The honest confession of an impassive zombie was still registering in my head. I wanted to refund the advance I paid a while ago. The stains on the bed sheet were forcing me to do so. But the sight of the heavy downpour through the window panes made me control my urges. I began to hallucinate about the snug bed with a snowy blanket which I have in my bungalow bedroom. But the divine aroma emanating out of the dingy bed spoilt the moment. I sat up in the bed and rubbed my eyes.
As I entered the washroom for a much needed ablution, my breath was taken away by what I saw. If the bedroom was a trailer, the entire movie was waiting for me inside along with two cockroaches. Initially I felt as if I had paid a bit too much (Rs 300 precisely) for a public lavatory. The amber luminance of ammonia stains illuminated the stuffy room. The commode flange was missing. The red bucket lying on the floor was about to kick the bucket. I almost spewed at the sight & rushed out of the Nazi execution chamber.
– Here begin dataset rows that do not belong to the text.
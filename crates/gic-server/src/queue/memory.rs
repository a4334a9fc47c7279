//! In-process broker with visibility timeout and dead-lettering
//!
//! Models the redrive behavior the production queue is provisioned with so
//! it can be exercised in tests and local runs:
//! - a received message is hidden for the visibility timeout
//! - an unacknowledged message becomes visible again when the timeout lapses
//! - once a message has been received `max_receive_count` times, the next
//!   receive moves it to the dead-letter list instead of delivering it
//! - dead letters older than the retention period are purged

use async_trait::async_trait;
use std::collections::BTreeMap;
use tokio::sync::Mutex;
use tokio::time::Instant;
use tracing::warn;
use uuid::Uuid;

use super::{Delivery, MessageQueue, OutgoingMessage, QueueError, RedriveSettings};

#[derive(Debug, Clone)]
struct StoredMessage {
    message_id: String,
    body: String,
    attributes: BTreeMap<String, String>,
    receive_count: u32,
    invisible_until: Option<Instant>,
    receipt_handle: Option<String>,
}

/// A message moved out of the primary queue
#[derive(Debug, Clone, PartialEq, Eq)]
pub struct DeadLetter {
    pub message_id: String,
    pub body: String,
    pub attributes: BTreeMap<String, String>,
    pub receive_count: u32,
    pub moved_at: Instant,
}

#[derive(Debug, Default)]
struct BrokerState {
    messages: Vec<StoredMessage>,
    dead_letters: Vec<DeadLetter>,
    failure: Option<QueueError>,
}

/// In-memory queue paired with its dead-letter destination
#[derive(Debug)]
pub struct MemoryQueue {
    settings: RedriveSettings,
    state: Mutex<BrokerState>,
}

impl Default for MemoryQueue {
    fn default() -> Self {
        Self::new(RedriveSettings::default())
    }
}

impl MemoryQueue {
    pub fn new(settings: RedriveSettings) -> Self {
        Self {
            settings,
            state: Mutex::new(BrokerState::default()),
        }
    }

    pub fn settings(&self) -> RedriveSettings {
        self.settings
    }

    /// Make every subsequent call fail with `err`.
    pub async fn fail_with(&self, err: QueueError) {
        self.state.lock().await.failure = Some(err);
    }

    pub async fn clear_failure(&self) {
        self.state.lock().await.failure = None;
    }

    /// Messages still in the primary queue, visible or in flight.
    pub async fn depth(&self) -> usize {
        self.state.lock().await.messages.len()
    }

    /// Bodies of messages in the primary queue, in publish order.
    pub async fn bodies(&self) -> Vec<String> {
        let state = self.state.lock().await;
        state.messages.iter().map(|m| m.body.clone()).collect()
    }

    /// Dead letters still within the retention period.
    pub async fn dead_letters(&self) -> Vec<DeadLetter> {
        let mut state = self.state.lock().await;
        self.purge_expired(&mut state, Instant::now());
        state.dead_letters.clone()
    }

    fn purge_expired(&self, state: &mut BrokerState, now: Instant) {
        let retention = self.settings.dead_letter_retention;
        state
            .dead_letters
            .retain(|letter| now.duration_since(letter.moved_at) < retention);
    }
}

#[async_trait]
impl MessageQueue for MemoryQueue {
    async fn send(&self, message: OutgoingMessage) -> Result<String, QueueError> {
        message.check_size()?;

        let mut state = self.state.lock().await;
        if let Some(err) = state.failure.clone() {
            return Err(err);
        }

        let message_id = Uuid::new_v4().to_string();
        state.messages.push(StoredMessage {
            message_id: message_id.clone(),
            body: message.body,
            attributes: message.attributes,
            receive_count: 0,
            invisible_until: None,
            receipt_handle: None,
        });

        Ok(message_id)
    }

    async fn receive(&self, max: usize) -> Result<Vec<Delivery>, QueueError> {
        let now = Instant::now();
        let mut state = self.state.lock().await;
        if let Some(err) = state.failure.clone() {
            return Err(err);
        }

        self.purge_expired(&mut state, now);

        let mut deliveries = Vec::new();
        let mut index = 0;

        while index < state.messages.len() && deliveries.len() < max {
            let in_flight = state.messages[index]
                .invisible_until
                .is_some_and(|until| until > now);
            if in_flight {
                index += 1;
                continue;
            }

            if state.messages[index].receive_count >= self.settings.max_receive_count {
                let message = state.messages.remove(index);
                warn!(
                    message_id = %message.message_id,
                    receive_count = message.receive_count,
                    "Message exceeded max receive count, moving to dead-letter queue"
                );
                state.dead_letters.push(DeadLetter {
                    message_id: message.message_id,
                    body: message.body,
                    attributes: message.attributes,
                    receive_count: message.receive_count,
                    moved_at: now,
                });
                continue;
            }

            let message = &mut state.messages[index];
            let receipt_handle = Uuid::new_v4().simple().to_string();
            message.receive_count += 1;
            message.invisible_until = Some(now + self.settings.visibility_timeout);
            message.receipt_handle = Some(receipt_handle.clone());

            deliveries.push(Delivery {
                message_id: message.message_id.clone(),
                receipt_handle,
                body: message.body.clone(),
                receive_count: message.receive_count,
            });
            index += 1;
        }

        Ok(deliveries)
    }

    async fn ack(&self, receipt_handle: &str) -> Result<(), QueueError> {
        let mut state = self.state.lock().await;
        if let Some(err) = state.failure.clone() {
            return Err(err);
        }

        let position = state
            .messages
            .iter()
            .position(|m| m.receipt_handle.as_deref() == Some(receipt_handle))
            .ok_or(QueueError::UnknownReceipt)?;

        state.messages.remove(position);
        Ok(())
    }
}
It was ten past twelve & I was feeling sleepy. Suddenly the power went off. I opened the window & a diesel breeze wafted through it. The road was jammed with insomniac cars driven by equally insomniac people. A nocturnal mayhem had already engulfed the city. The circling fan added to it by making some unusual, gothic sounds. My senses were busy deciphering the enigmatic night at 'Crystal House Tourist Home'. I dreamed about Saleem dancing around a coconut tree clad in a vest & a maroon lungi, singing – “You can check out any time you like but you can never leave...la la la la la”. He kept on dancing as the legendary Don Felder & Joe Walsh performed the haunting guitar duet.
The jarring ring of the telephone woke me up in the morning.
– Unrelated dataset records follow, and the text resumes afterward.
//! Server-specific error types

use axum::{
    extract::rejection::JsonRejection,
    http::StatusCode,
    response::{IntoResponse, Response},
};
use gic_common::{GicError, ValidationError};
use thiserror::Error;

use crate::api::response::Envelope;

/// Result type alias for server operations
pub type ServerResult<T> = std::result::Result<T, AppError>;

/// Application error types
#[derive(Error, Debug)]
pub enum AppError {
    #[error("{0}")]
    Validation(#[from] ValidationError),

    #[error("{0}")]
    BadRequest(String),

    #[error("Configuration error: {0}")]
    Config(String),
}

impl AppError {
    pub fn status(&self) -> StatusCode {
        match self {
            AppError::Validation(_) | AppError::BadRequest(_) => StatusCode::BAD_REQUEST,
            AppError::Config(_) => StatusCode::INTERNAL_SERVER_ERROR,
        }
    }
}

impl From<JsonRejection> for AppError {
    fn from(rejection: JsonRejection) -> Self {
        AppError::BadRequest(format!("Invalid request body: {}", rejection.body_text()))
    }
}

impl From<GicError> for AppError {
    fn from(err: GicError) -> Self {
        match err {
            GicError::Validation(e) => AppError::Validation(e),
            GicError::Serialization(e) => AppError::BadRequest(format!("Invalid request body: {}", e)),
            GicError::InvalidEvent(msg) => AppError::BadRequest(format!("Invalid event: {}", msg)),
            GicError::Config(msg) => AppError::Config(msg),
        }
    }
}

impl IntoResponse for AppError {
    fn into_response(self) -> Response {
        let status = self.status();
        let message = match &self {
            AppError::Config(message) => {
                tracing::error!("Configuration error: {}", message);
                "Server configuration error".to_string()
            },
            other => other.to_string(),
        };

        Envelope::error(status, message).into_response()
    }
}
//! Typed ingestion triggers
//!
//! Ingestion is started either by a direct `{bucket, key}` invocation or by a
//! storage "object created" notification. Both are decoded into
//! [`IngestionSource`] values so the transformer never sees the transport.

use aws_lambda_events::event::s3::{S3Event, S3EventRecord};
use serde::Deserialize;

use super::IngestionSource;
use crate::error::{GicError, Result};

/// Input that starts one ingestion run.
#[derive(Debug, Clone, Deserialize)]
#[serde(untagged)]
pub enum IngestTrigger {
    /// Explicit bucket/key supplied by the caller
    Direct(IngestionSource),
    /// Storage notification carrying one or more object records
    Notification(S3Event),
}

impl IngestTrigger {
    /// Decode a trigger from its JSON form.
    pub fn from_json(raw: &str) -> Result<Self> {
        Ok(serde_json::from_str(raw)?)
    }

    /// Sources to ingest, in record order.
    pub fn sources(&self) -> Result<Vec<IngestionSource>> {
        match self {
            IngestTrigger::Direct(source) => Ok(vec![source.clone()]),
            IngestTrigger::Notification(event) => sources_from_notification(event),
        }
    }
}

/// Extract one source per notification record.
pub fn sources_from_notification(event: &S3Event) -> Result<Vec<IngestionSource>> {
    if event.records.is_empty() {
        return Err(GicError::InvalidEvent(
            "notification contains no records".to_string(),
        ));
    }

    event.records.iter().map(source_from_record).collect()
}

fn source_from_record(record: &S3EventRecord) -> Result<IngestionSource> {
    let bucket = record
        .s3
        .bucket
        .name
        .as_deref()
        .filter(|name| !name.is_empty())
        .ok_or_else(|| GicError::InvalidEvent("record is missing the bucket name".to_string()))?;

    let raw_key = record
        .s3
        .object
        .key
        .as_deref()
        .filter(|key| !key.is_empty())
        .ok_or_else(|| GicError::InvalidEvent("record is missing the object key".to_string()))?;

    Ok(IngestionSource::new(bucket, decode_object_key(raw_key)?))
}

/// Notification keys are form-encoded: `+` is a space and the rest is
/// percent-encoded.
fn decode_object_key(raw_key: &str) -> Result<String> {
    let spaced = raw_key.replace('+', " ");
    urlencoding::decode(&spaced)
        .map(|decoded| decoded.into_owned())
        .map_err(|e| GicError::InvalidEvent(format!("object key is not valid UTF-8: {}", e)))
}
//! File ingestion
//!
//! Fetches an uploaded object, maps each record after the header and
//! publishes the rendered batch as one queue message. Triggered directly
//! with a bucket/key or by a storage notification.

pub mod commands;
pub mod routes;

pub use commands::{IngestFileCommand, IngestFileError, IngestFileResponse};

pub use routes::ingest_routes;
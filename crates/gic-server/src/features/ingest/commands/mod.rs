pub mod ingest;

pub use ingest::{IngestFileCommand, IngestFileError, IngestFileResponse};
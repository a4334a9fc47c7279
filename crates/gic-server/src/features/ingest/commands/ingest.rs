use gic_common::types::{IngestTrigger, IngestionSource, MappedRecord, OUTPUT_HEADER};
use serde::{Deserialize, Serialize};
use std::time::Duration;

use crate::queue::{MessageQueue, OutgoingMessage, QueueError};
use crate::storage::{ObjectStore, StorageError};

pub use gic_common::types::IngestionSource as IngestFileCommand;

#[derive(Debug, Clone, Serialize, Deserialize)]
pub struct IngestFileResponse {
    pub source: IngestionSource,
    /// Header followed by one mapped line per record, in input order
    pub lines: Vec<String>,
    pub record_count: usize,
    pub message_id: String,
}

#[derive(Debug, thiserror::Error)]
pub enum IngestFileError {
    #[error("{0}")]
    Fetch(#[from] StorageError),
    #[error("File is not valid UTF-8: {0}")]
    Decode(String),
    #[error("Failed to publish batch: {0}")]
    Publish(#[from] QueueError),
    #[error("Ingestion timed out after {}s", .0.as_secs())]
    Timeout(Duration),
}

/// Result of one source within a trigger
#[derive(Debug)]
pub struct IngestOutcome {
    pub source: IngestionSource,
    pub result: Result<IngestFileResponse, IngestFileError>,
}

/// Render file contents as output lines.
///
/// The first line is dropped without inspection. Every other line is mapped
/// verbatim, in order, with no filtering or deduplication.
pub fn transform(content: &str) -> Vec<String> {
    std::iter::once(OUTPUT_HEADER.to_string())
        .chain(
            content
                .lines()
                .skip(1)
                .map(|line| MappedRecord::from_raw(line).to_csv_line()),
        )
        .collect()
}

/// Fetch, transform and publish one object as a single queue message.
///
/// Exactly one publish attempt is made. Redelivery after a consumer failure
/// belongs to the broker.
#[tracing::instrument(skip(store, queue), fields(source = %command))]
pub async fn handle(
    store: &dyn ObjectStore,
    queue: &dyn MessageQueue,
    command: IngestFileCommand,
) -> Result<IngestFileResponse, IngestFileError> {
    let bytes = store.get_object(&command.bucket, &command.key).await?;
    let content = String::from_utf8(bytes).map_err(|e| IngestFileError::Decode(e.to_string()))?;

    let lines = transform(&content);
    let record_count = lines.len() - 1;

    let message = OutgoingMessage::new(lines.join("\n"))
        .with_attribute("bucket", command.bucket.as_str())
        .with_attribute("key", command.key.as_str())
        .with_attribute("record_count", record_count.to_string());

    let message_id = queue.send(message).await?;

    tracing::info!(
        record_count,
        message_id = %message_id,
        "File ingested"
    );

    Ok(IngestFileResponse {
        source: command,
        lines,
        record_count,
        message_id,
    })
}

/// [`handle`] bounded by `limit`; an overrun abandons the run.
pub async fn handle_with_timeout(
    store: &dyn ObjectStore,
    queue: &dyn MessageQueue,
    limit: Duration,
    command: IngestFileCommand,
) -> Result<IngestFileResponse, IngestFileError> {
    tokio::time::timeout(limit, handle(store, queue, command))
        .await
        .map_err(|_| IngestFileError::Timeout(limit))?
}

/// Ingest every source a trigger names, in record order.
///
/// Fails only when the trigger itself is unusable. Per-source failures are
/// reported in the outcomes and do not stop later sources.
pub async fn handle_trigger(
    store: &dyn ObjectStore,
    queue: &dyn MessageQueue,
    limit: Duration,
    trigger: &IngestTrigger,
) -> gic_common::Result<Vec<IngestOutcome>> {
    let sources = trigger.sources()?;
    let mut outcomes = Vec::with_capacity(sources.len());

    for source in sources {
        let result = handle_with_timeout(store, queue, limit, source.clone()).await;
        if let Err(err) = &result {
            tracing::error!(source = %source, error = %err, "Error processing file");
        }
        outcomes.push(IngestOutcome { source, result });
    }

    Ok(outcomes)
}
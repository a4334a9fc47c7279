//! GIC Connector Common Library
#![deny(clippy::unwrap_used, clippy::expect_used)]
//!
//! Shared types, validation, and error handling for the GIC connector.
//!
//! # Overview
//!
//! This crate provides functionality used by every GIC connector component:
//!
//! - **Error Handling**: Validation and common error types
//! - **Types**: Object keys, upload policy, write grants, ingestion sources
//! - **Logging**: Centralized `tracing` subscriber setup
//!
//! # Example
//!
//! ```no_run
//! use gic_common::types::{FileNameAllowList, UploadPolicy, UploadRequest};
//!
//! fn check(raw_key: &str) -> gic_common::Result<()> {
//!     let policy = UploadPolicy::new(
//!         "acct-cumulus-gic-connector-dev",
//!         FileNameAllowList::for_site("gic"),
//!     )?;
//!     let request = UploadRequest::new("acct-cumulus-gic-connector-dev", raw_key);
//!     let upload = policy.validate(&request)?;
//!     println!("upload accepted for scope {}", upload.key.scope_id());
//!     Ok(())
//! }
//! ```

pub mod error;
pub mod logging;
pub mod types;

// Re-export commonly used types
pub use error::{GicError, Result, ValidationError};
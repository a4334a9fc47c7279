//! Shared AWS SDK setup and error classification

use aws_config::{BehaviorVersion, Region, SdkConfig};
use aws_credential_types::{provider::error::CredentialsError, Credentials};
use std::error::Error as StdError;
use tracing::debug;

use crate::config::AwsConfig;

/// Load the SDK configuration shared by the S3 and SQS clients.
///
/// Static keys are used when both are configured; otherwise the default
/// provider chain (environment, profile, container or instance role) applies.
pub async fn load_sdk_config(config: &AwsConfig) -> SdkConfig {
    let mut loader =
        aws_config::defaults(BehaviorVersion::latest()).region(Region::new(config.region.clone()));

    if let (Some(access_key), Some(secret_key)) = (&config.access_key, &config.secret_key) {
        debug!("Using static AWS credentials");
        loader = loader.credentials_provider(Credentials::new(
            access_key,
            secret_key,
            None,
            None,
            "gic-static",
        ));
    }

    loader.load().await
}

/// True when any error in the source chain is a credentials resolution failure.
pub fn is_credentials_error(err: &(dyn StdError + 'static)) -> bool {
    let mut current = Some(err);
    while let Some(e) = current {
        if e.downcast_ref::<CredentialsError>().is_some() {
            return true;
        }
        current = e.source();
    }
    false
}

/// Render an error with its full source chain.
pub fn error_chain_message(err: &(dyn StdError + 'static)) -> String {
    let mut message = err.to_string();
    let mut current = err.source();
    while let Some(e) = current {
        let text = e.to_string();
        if !message.contains(&text) {
            message.push_str(": ");
            message.push_str(&text);
        }
        current = e.source();
    }
    message
}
“Good morning, do you want to order anything for breakfast.”
“Hmmm, well, a cup of coffee & a sandwich”. I groaned, slowly pulling myself out of bed.
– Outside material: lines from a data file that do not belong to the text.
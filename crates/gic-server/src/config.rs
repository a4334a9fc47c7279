//! Configuration management

use gic_common::types::{FileNameAllowList, UploadPolicy, DEFAULT_SITE_ID};
use serde::{Deserialize, Serialize};
use std::time::Duration;

use crate::queue::QueueConfig;
use crate::storage::config::StorageConfig;

// ============================================================================
// Server Configuration Constants
// ============================================================================

/// Default server host binding.
pub const DEFAULT_SERVER_HOST: &str = "127.0.0.1";

/// Default server port.
pub const DEFAULT_SERVER_PORT: u16 = 8000;

/// Default shutdown timeout in seconds.
pub const DEFAULT_SHUTDOWN_TIMEOUT_SECS: u64 = 30;

/// Default CORS allowed origin for local development.
pub const DEFAULT_CORS_ALLOWED_ORIGIN: &str = "http://localhost:3000";

// ============================================================================
// Upload / Ingest Constants
// ============================================================================

/// Default lifetime of a write grant (1 hour).
pub const DEFAULT_GRANT_EXPIRY_SECS: u64 = 3600;

/// Default time budget for one authorization request.
pub const DEFAULT_AUTHORIZE_TIMEOUT_SECS: u64 = 30;

/// Default time budget for one ingestion run (5 minutes).
pub const DEFAULT_INGEST_TIMEOUT_SECS: u64 = 300;

/// Default AWS region.
pub const DEFAULT_AWS_REGION: &str = "us-east-1";

/// Server configuration
#[derive(Debug, Clone, Serialize, Deserialize)]
pub struct Config {
    pub server: ServerConfig,
    pub upload: UploadConfig,
    pub timeouts: TimeoutConfig,
    pub aws: AwsConfig,
    pub storage: StorageConfig,
    pub queue: QueueConfig,
    pub cors: CorsConfig,
}

/// Server-specific configuration
#[derive(Debug, Clone, Serialize, Deserialize)]
pub struct ServerConfig {
    pub host: String,
    pub port: u16,
    pub shutdown_timeout_secs: u64,
}

/// Upload authorization rules
#[derive(Debug, Clone, Serialize, Deserialize)]
pub struct UploadConfig {
    pub permitted_bucket: String,
    pub allowed_file_names: Vec<String>,
    pub grant_expiry_secs: u64,
}

/// Per-invocation time budgets
#[derive(Debug, Clone, Copy, PartialEq, Eq, Serialize, Deserialize)]
pub struct TimeoutConfig {
    pub authorize: Duration,
    pub ingest: Duration,
}

impl Default for TimeoutConfig {
    fn default() -> Self {
        Self {
            authorize: Duration::from_secs(DEFAULT_AUTHORIZE_TIMEOUT_SECS),
            ingest: Duration::from_secs(DEFAULT_INGEST_TIMEOUT_SECS),
        }
    }
}

/// Region and optional static credentials shared by the S3 and SQS clients
#[derive(Clone, Serialize, Deserialize)]
pub struct AwsConfig {
    pub region: String,
    pub access_key: Option<String>,
    #[serde(skip_serializing)]
    pub secret_key: Option<String>,
}

impl std::fmt::Debug for AwsConfig {
    fn fmt(&self, f: &mut std::fmt::Formatter<'_>) -> std::fmt::Result {
        f.debug_struct("AwsConfig")
            .field("region", &self.region)
            .field("access_key", &self.access_key)
            .field("secret_key", &self.secret_key.as_ref().map(|_| "<redacted>"))
            .finish()
    }
}

impl AwsConfig {
    pub fn from_env() -> Self {
        Self {
            region: env_string("AWS_REGION").unwrap_or_else(|| DEFAULT_AWS_REGION.to_string()),
            access_key: env_string("AWS_ACCESS_KEY_ID"),
            secret_key: env_string("AWS_SECRET_ACCESS_KEY"),
        }
    }
}

/// CORS configuration
#[derive(Debug, Clone, Serialize, Deserialize)]
pub struct CorsConfig {
    pub allowed_origins: Vec<String>,
    pub allow_credentials: bool,
}

impl Default for CorsConfig {
    fn default() -> Self {
        Self {
            allowed_origins: vec![DEFAULT_CORS_ALLOWED_ORIGIN.to_string()],
            allow_credentials: true,
        }
    }
}

impl UploadConfig {
    /// Load from `GIC_PERMITTED_BUCKET`, `GIC_ALLOWED_FILE_NAMES` or
    /// `GIC_SITE_ID`, and `GIC_GRANT_EXPIRY_SECS`.
    pub fn from_env() -> anyhow::Result<Self> {
        let permitted_bucket = env_string("GIC_PERMITTED_BUCKET")
            .ok_or_else(|| anyhow::anyhow!("GIC_PERMITTED_BUCKET must be set"))?;

        let allowed_file_names = match env_string("GIC_ALLOWED_FILE_NAMES") {
            Some(list) => list
                .split(',')
                .map(|s| s.trim().to_string())
                .filter(|s| !s.is_empty())
                .collect(),
            None => {
                let site_id =
                    env_string("GIC_SITE_ID").unwrap_or_else(|| DEFAULT_SITE_ID.to_string());
                FileNameAllowList::for_site(&site_id).names().to_vec()
            },
        };

        Ok(Self {
            permitted_bucket,
            allowed_file_names,
            grant_expiry_secs: parse_env("GIC_GRANT_EXPIRY_SECS")
                .unwrap_or(DEFAULT_GRANT_EXPIRY_SECS),
        })
    }

    pub fn grant_expiry(&self) -> Duration {
        Duration::from_secs(self.grant_expiry_secs)
    }

    /// Build the immutable policy the gateway validates against.
    pub fn upload_policy(&self) -> anyhow::Result<UploadPolicy> {
        let allow_list = FileNameAllowList::new(self.allowed_file_names.iter().cloned())?;
        Ok(UploadPolicy::new(self.permitted_bucket.clone(), allow_list)?)
    }
}

impl TimeoutConfig {
    pub fn from_env() -> Self {
        let defaults = Self::default();
        Self {
            authorize: parse_env("GIC_AUTHORIZE_TIMEOUT_SECS")
                .map(Duration::from_secs)
                .unwrap_or(defaults.authorize),
            ingest: parse_env("GIC_INGEST_TIMEOUT_SECS")
                .map(Duration::from_secs)
                .unwrap_or(defaults.ingest),
        }
    }
}

impl Config {
    /// Load configuration from environment and defaults
    pub fn load() -> anyhow::Result<Self> {
        dotenvy::dotenv().ok();

        let config = Config {
            server: ServerConfig {
                host: env_string("GIC_HOST").unwrap_or_else(|| DEFAULT_SERVER_HOST.to_string()),
                port: parse_env("GIC_PORT").unwrap_or(DEFAULT_SERVER_PORT),
                shutdown_timeout_secs: parse_env("GIC_SHUTDOWN_TIMEOUT")
                    .unwrap_or(DEFAULT_SHUTDOWN_TIMEOUT_SECS),
            },
            upload: UploadConfig::from_env()?,
            timeouts: TimeoutConfig::from_env(),
            aws: AwsConfig::from_env(),
            storage: StorageConfig::from_env(),
            queue: QueueConfig::from_env()?,
            cors: CorsConfig {
                allowed_origins: env_string("CORS_ALLOWED_ORIGINS")
                    .unwrap_or_else(|| DEFAULT_CORS_ALLOWED_ORIGIN.to_string())
                    .split(',')
                    .map(|s| s.trim().to_string())
                    .filter(|s| !s.is_empty())
                    .collect(),
                allow_credentials: parse_env("CORS_ALLOW_CREDENTIALS").unwrap_or(true),
            },
        };

        config.validate()?;

        Ok(config)
    }

    /// Validate configuration
    pub fn validate(&self) -> anyhow::Result<()> {
        if self.server.port == 0 {
            anyhow::bail!("Server port must be greater than 0");
        }

        if self.upload.permitted_bucket.trim().is_empty() {
            anyhow::bail!("Permitted bucket cannot be empty");
        }

        if self.upload.allowed_file_names.is_empty() {
            anyhow::bail!("Allowed file names cannot be empty");
        }

        // Presigned URLs are valid for at most 7 days
        if self.upload.grant_expiry_secs == 0 || self.upload.grant_expiry_secs > 604_800 {
            anyhow::bail!(
                "Grant expiry must be between 1 and 604800 seconds, got {}",
                self.upload.grant_expiry_secs
            );
        }

        if self.timeouts.authorize.is_zero() || self.timeouts.ingest.is_zero() {
            anyhow::bail!("Invocation timeouts must be greater than 0");
        }

        if self.timeouts.ingest > self.queue.redrive.visibility_timeout {
            tracing::warn!(
                ingest_timeout_secs = self.timeouts.ingest.as_secs(),
                visibility_timeout_secs = self.queue.redrive.visibility_timeout.as_secs(),
                "Ingest timeout exceeds the queue visibility timeout"
            );
        }

        self.queue.validate()?;

        if self.cors.allowed_origins.is_empty() {
            tracing::warn!("No CORS origins configured - all origins will be allowed");
        }

        Ok(())
    }
}

fn env_string(name: &str) -> Option<String> {
    std::env::var(name).ok().filter(|v| !v.trim().is_empty())
}

fn parse_env<T: std::str::FromStr>(name: &str) -> Option<T> {
    std::env::var(name).ok().and_then(|s| s.parse().ok())
}

#[cfg(test)]
mod tests {
    use super::*;
    use serial_test::serial;
    use std::env;

    const BUCKET: &str = "acct-cumulus-gic-connector-dev";

    fn clear_env() {
        for name in [
            "GIC_PERMITTED_BUCKET",
            "GIC_ALLOWED_FILE_NAMES",
            "GIC_SITE_ID",
            "GIC_GRANT_EXPIRY_SECS",
            "GIC_AUTHORIZE_TIMEOUT_SECS",
            "GIC_INGEST_TIMEOUT_SECS",
            "GIC_QUEUE_URL",
        ] {
            env::remove_var(name);
        }
    }

    fn sample() -> Config {
        Config {
            server: ServerConfig {
                host: DEFAULT_SERVER_HOST.to_string(),
                port: DEFAULT_SERVER_PORT,
                shutdown_timeout_secs: DEFAULT_SHUTDOWN_TIMEOUT_SECS,
            },
            upload: UploadConfig {
                permitted_bucket: BUCKET.to_string(),
                allowed_file_names: vec!["patients.txt".to_string()],
                grant_expiry_secs: DEFAULT_GRANT_EXPIRY_SECS,
            },
            timeouts: TimeoutConfig::default(),
            aws: AwsConfig {
                region: DEFAULT_AWS_REGION.to_string(),
                access_key: None,
                secret_key: None,
            },
            storage: StorageConfig::default(),
            queue: QueueConfig::new("https://example.com/queue"),
            cors: CorsConfig::default(),
        }
    }

    #[test]
    fn test_sample_is_valid() {
        assert!(sample().validate().is_ok());
    }

    #[test]
    fn test_validate_rejects_zero_expiry() {
        let mut config = sample();
        config.upload.grant_expiry_secs = 0;
        assert!(config.validate().is_err());
    }

    #[test]
    fn test_validate_rejects_zero_port() {
        let mut config = sample();
        config.server.port = 0;
        assert!(config.validate().is_err());
    }

    #[test]
    fn test_secret_key_not_in_debug_output() {
        let aws = AwsConfig {
            region: "us-east-1".to_string(),
            access_key: Some("AKIDEXAMPLE".to_string()),
            secret_key: Some("wJalrXUtnFEMI".to_string()),
        };
        let rendered = format!("{:?}", aws);
        assert!(rendered.contains("AKIDEXAMPLE"));
        assert!(!rendered.contains("wJalrXUtnFEMI"));
    }

    #[test]
    #[serial]
    fn test_upload_requires_bucket() {
        clear_env();
        assert!(UploadConfig::from_env().is_err());
    }

    #[test]
    #[serial]
    fn test_upload_defaults_from_site_id() {
        clear_env();
        env::set_var("GIC_PERMITTED_BUCKET", BUCKET);
        env::set_var("GIC_SITE_ID", "bch");

        let upload = UploadConfig::from_env().unwrap();
        assert_eq!(upload.allowed_file_names, ["patients.txt", "bch_mrns.txt"]);
        assert_eq!(upload.grant_expiry(), Duration::from_secs(3600));

        let policy = upload.upload_policy().unwrap();
        assert_eq!(policy.permitted_bucket(), BUCKET);
        assert!(policy.allow_list().contains("bch_mrns.txt"));

        clear_env();
    }

    #[test]
    #[serial]
    fn test_upload_allow_list_override() {
        clear_env();
        env::set_var("GIC_PERMITTED_BUCKET", BUCKET);
        env::set_var("GIC_ALLOWED_FILE_NAMES", "cohort.txt, extra.txt");
        env::set_var("GIC_GRANT_EXPIRY_SECS", "600");

        let upload = UploadConfig::from_env().unwrap();
        assert_eq!(upload.allowed_file_names, ["cohort.txt", "extra.txt"]);
        assert_eq!(upload.grant_expiry_secs, 600);

        clear_env();
    }

    #[test]
    #[serial]
    fn test_timeouts_from_env() {
        clear_env();
        assert_eq!(TimeoutConfig::from_env(), TimeoutConfig::default());

        env::set_var("GIC_INGEST_TIMEOUT_SECS", "120");
        let timeouts = TimeoutConfig::from_env();
        assert_eq!(timeouts.ingest, Duration::from_secs(120));
        assert_eq!(timeouts.authorize, Duration::from_secs(30));

        clear_env();
    }
}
“Ok”. Saleem kept the phone down.
It was just 5 o’ clock in the morning & my adorable host could not find a better time to take orders for breakfast. I lay numb on the bed for about an hour with two sleep starved eyes. Finally I thought that I needed to go. I got up, put a mint inside my mouth, packed my bags & headed off towards the desk for the checking out formalities. I discovered an elevator at the end of the corridor. It appeared to be out of order for ages. The epitaph of the elevator read - ‘Lift in use".
Mr. Saleem was found sitting at the desk, engrossed in a local Malayalam daily.
“Saleem, where’s my breakfast?” I asked inquisitively.
The golden words of the airhead echoed inside my mind -“Good morning, do you want to order anything for breakfast.”
The ringing telephone, the bed sheet, the cockroaches, the urea stains, the pesky fan, the defunct elevator – all mustered around me. I badly wanted to bang the telephone receiver on his empty head. I wanted to strangle him with the stained bed sheet. I wanted to unleash the cockroaches in his morning tea. I wanted to lock him up in that stinking bathroom. I wanted to make him listen to the Himesh Reshamiyan fan till eternity & last but not the least; I wanted that lift to uplift him to the zenith of hysteria. Once again I had to control my bestial urges.
“Saleem, make the bill fast” that's all I said.
“Rs 382” Saleem handed over the bill to me.
“What’s the extra Rs 82 for?” I asked curiously.